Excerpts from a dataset
☆ ☆ ☆ ☆

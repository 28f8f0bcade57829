pub mod leaderboard;
pub mod predictions;
pub mod rounds;

use axum::Json;
use serde::Serialize;

#[derive(Debug, Serialize)]
pub struct HealthResponse {
    pub status: &'static str,
    pub version: &'static str,
}

pub async fn health() -> Json<HealthResponse> {
    Json(HealthResponse {
        status: "ok",
        version: env!("CARGO_PKG_VERSION"),
    })
}
//! Local on-disk storage.
//!
//! Predictions and fixtures are kept as JSON Lines under the data directory:
//! - `normalized/predictions.jsonl`: every submission across all rounds
//! - `normalized/round-N/matches.jsonl`: fixtures and results of round N

mod jsonl;

pub use jsonl::*;

use std::path::PathBuf;
use thiserror::Error;

use crate::models::Round;

/// Errors that can occur during storage operations.
#[derive(Debug, Error)]
pub enum StorageError {
    #[error("IO error: {0}")]
    Io(#[from] std::io::Error),

    #[error("JSON serialization error: {0}")]
    Json(#[from] serde_json::Error),
}

/// Configuration for storage paths.
#[derive(Debug, Clone)]
pub struct StorageConfig {
    pub data_dir: PathBuf,
}

impl StorageConfig {
    pub fn new(data_dir: PathBuf) -> Self {
        Self { data_dir }
    }

    pub fn normalized_dir(&self) -> PathBuf {
        self.data_dir.join("normalized")
    }

    pub fn round_dir(&self, round: Round) -> PathBuf {
        self.normalized_dir().join(round_dir_name(round))
    }
}

impl Default for StorageConfig {
    fn default() -> Self {
        Self::new(PathBuf::from("./data"))
    }
}

pub(crate) fn round_dir_name(round: Round) -> String {
    format!("round-{}", round)
}

/// Parse a `round-N` directory name.
pub(crate) fn parse_round_dir(name: &str) -> Option<Round> {
    name.strip_prefix("round-")?.parse().ok()
}
//! Configuration loading and validation.

use serde::{Deserialize, Serialize};
use std::path::{Path, PathBuf};
use thiserror::Error;
use url::Url;

use crate::calculate::ScoringPolicy;

/// Configuration errors.
#[derive(Debug, Error)]
pub enum ConfigError {
    #[error("Failed to read config file: {0}")]
    ReadError(#[from] std::io::Error),

    #[error("Failed to parse config: {0}")]
    ParseError(#[from] toml::de::Error),

    #[error("Invalid configuration: {0}")]
    ValidationError(String),
}

/// Which backend holds predictions and results.
#[derive(Debug, Clone, Copy, Default, PartialEq, Eq, Serialize, Deserialize)]
#[serde(rename_all = "lowercase")]
pub enum SourceKind {
    /// JSONL files under the data directory
    #[default]
    Local,
    /// Spreadsheet-backed web app
    Sheet,
}

/// Source configuration.
#[derive(Debug, Clone, Serialize, Deserialize)]
pub struct SourceConfig {
    #[serde(default)]
    pub kind: SourceKind,

    /// Web app URL, required for the sheet backend
    #[serde(default)]
    pub base_url: Option<Url>,

    /// Timeout in seconds for backend requests
    #[serde(default = "default_timeout")]
    pub timeout_seconds: u64,
}

fn default_timeout() -> u64 {
    30
}

impl Default for SourceConfig {
    fn default() -> Self {
        Self {
            kind: SourceKind::default(),
            base_url: None,
            timeout_seconds: default_timeout(),
        }
    }
}

/// Server configuration.
#[derive(Debug, Clone, Serialize, Deserialize)]
pub struct ServerConfig {
    #[serde(default = "default_host")]
    pub host: String,

    #[serde(default = "default_port")]
    pub port: u16,

    #[serde(default = "default_cors_origin")]
    pub cors_origin: String,
}

fn default_host() -> String {
    "127.0.0.1".to_string()
}

fn default_port() -> u16 {
    8080
}

fn default_cors_origin() -> String {
    "*".to_string()
}

impl Default for ServerConfig {
    fn default() -> Self {
        Self {
            host: default_host(),
            port: default_port(),
            cors_origin: default_cors_origin(),
        }
    }
}

/// Main application configuration.
#[derive(Debug, Clone, Serialize, Deserialize)]
pub struct AppConfig {
    #[serde(default = "default_data_dir")]
    pub data_dir: PathBuf,

    #[serde(default = "default_log_level")]
    pub log_level: String,

    #[serde(default)]
    pub source: SourceConfig,

    #[serde(default)]
    pub server: ServerConfig,

    #[serde(default)]
    pub scoring: ScoringPolicy,
}

fn default_data_dir() -> PathBuf {
    PathBuf::from("./data")
}

fn default_log_level() -> String {
    "info".to_string()
}

impl Default for AppConfig {
    fn default() -> Self {
        Self {
            data_dir: default_data_dir(),
            log_level: default_log_level(),
            source: SourceConfig::default(),
            server: ServerConfig::default(),
            scoring: ScoringPolicy::default(),
        }
    }
}

impl AppConfig {
    /// Load configuration from a TOML file.
    pub fn from_file(path: &Path) -> Result<Self, ConfigError> {
        let contents = std::fs::read_to_string(path)?;
        let config: AppConfig = toml::from_str(&contents)?;
        config.validate()?;
        Ok(config)
    }

    /// Load the file if it exists, otherwise fall back to defaults.
    pub fn load_or_default(path: &Path) -> Result<Self, ConfigError> {
        if path.exists() {
            Self::from_file(path)
        } else {
            Ok(Self::default())
        }
    }

    /// Validate the configuration.
    pub fn validate(&self) -> Result<(), ConfigError> {
        if self.source.timeout_seconds == 0 {
            return Err(ConfigError::ValidationError(
                "Source timeout must be greater than 0".to_string(),
            ));
        }

        if self.source.kind == SourceKind::Sheet && self.source.base_url.is_none() {
            return Err(ConfigError::ValidationError(
                "Sheet source requires base_url".to_string(),
            ));
        }

        if self.server.port == 0 {
            return Err(ConfigError::ValidationError(
                "Server port must be greater than 0".to_string(),
            ));
        }

        Ok(())
    }
}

☆ ☆ ☆ ☆

▸ What to work on: Your answer must be every line from the entries that contains the string "directory", copied as it stands.

▸ Solved problem:
//! Predictions and fixtures are kept as JSON Lines under the data directory:
/// Parse a `round-N` directory name.
    /// JSONL files under the data directory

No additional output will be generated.